Well, I wish I could say it was easy, but this is among the many maddening, glorious struggles of writing. Our metaphorical rivers are something we discover along the way, in our first drafts if we are lucky, in re-working our fourth or fifth drafts more likely. We don’t impose our underlying rivers of emotional resonance on the work; most often they reveal themselves to us.
But I can offer a good idea of where to look. (Or, to be more accurate, where to feel, to sense, to intuit your river.)
These rivers are tightly connected to the specific and complex questions we are asking about our own experiences (in memoir) or what our main characters fervently desire (in memoir and fiction.) Rivers are currents of emotion, not ‘interpretation’ or ‘the moral of the story.’

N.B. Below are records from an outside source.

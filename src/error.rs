//! Error types shared by the backend client, the mock source and the forms.

use reqwest::StatusCode;

/// Client-side input problems, caught before anything is sent.
#[derive(Debug, Clone, PartialEq, thiserror::Error)]
pub enum ValidationError {
    #[error("Please enter a keyword")]
    EmptyKeyword,
    #[error("Keyword must be at most {max} characters")]
    KeywordTooLong { max: usize },
    #[error("Please enter mention text")]
    EmptyText,
    #[error("Mention text must be at most {max} characters")]
    TextTooLong { max: usize },
    #[error("Please select at least one platform")]
    NoPlatform,
    #[error("Sentiment score must be between -1 and 1, got {0}")]
    ScoreOutOfRange(f64),
    #[error("URL must be at most {max} characters")]
    UrlTooLong { max: usize },
}

/// Failure of a single dashboard operation.
#[derive(Debug, thiserror::Error)]
pub enum ApiError {
    /// The request never got a response (connection refused, timeout, ...).
    #[error("{operation}: request failed: {source}")]
    Transport {
        operation: &'static str,
        #[source]
        source: reqwest::Error,
    },

    /// The backend answered with a non-2xx status.
    #[error("{operation}: API error: {status}")]
    Status {
        operation: &'static str,
        status: StatusCode,
    },

    /// The body arrived but did not match the expected shape.
    #[error("{operation}: invalid response body: {message}")]
    Decode {
        operation: &'static str,
        message: String,
    },

    #[error(transparent)]
    Validation(#[from] ValidationError),
}

impl ApiError {
    pub fn operation(&self) -> &'static str {
        match self {
            ApiError::Transport { operation, .. }
            | ApiError::Status { operation, .. }
            | ApiError::Decode { operation, .. } => operation,
            ApiError::Validation(_) => "validate",
        }
    }

    pub fn status(&self) -> Option<StatusCode> {
        match self {
            ApiError::Status { status, .. } => Some(*status),
            _ => None,
        }
    }
}

pub type ApiResult<T> = Result<T, ApiError>;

The first step to finding your river of underlying emotion (I like to call it the Invisible Magnetic River) is to know you’re looking for it. The second is to write from the heart, and to trust it will appear.
Why Your River of Meaning Matters?
Finding these currents of emotion flowing underneath our stories is what allows us to revise most effectively. Once we grasp our emotional story/river, we begin to understand which scenes, chapters, images are serving the essay, memoir, story, novel (or poem or play) and which perhaps are not.
Joseph Conrad has written: “A work that aspires, however humbly, to the condition of art should carry its justification in every line.”
Novelist Richard Bausch, paraphrasing Conrad, takes it a bit further: “Every really good story, no matter how short or how long, carries something of its justification for being and all its attendant parts in every single line. It is a unified created work of word art and that is why it is so difficult to do.”
I love that description of the indescribable quality that sets a great work of literature apart from all of the others, that enables mere words to take our breath way, to make us cry, grieve, shiver, or deeply understand something new about life It hap[pens when the author creates “a unified … work of word art …” with the primal river of story running under “all its attendant parts in every single line.”
That’s a tall order, but it is also precisely where we need to aim.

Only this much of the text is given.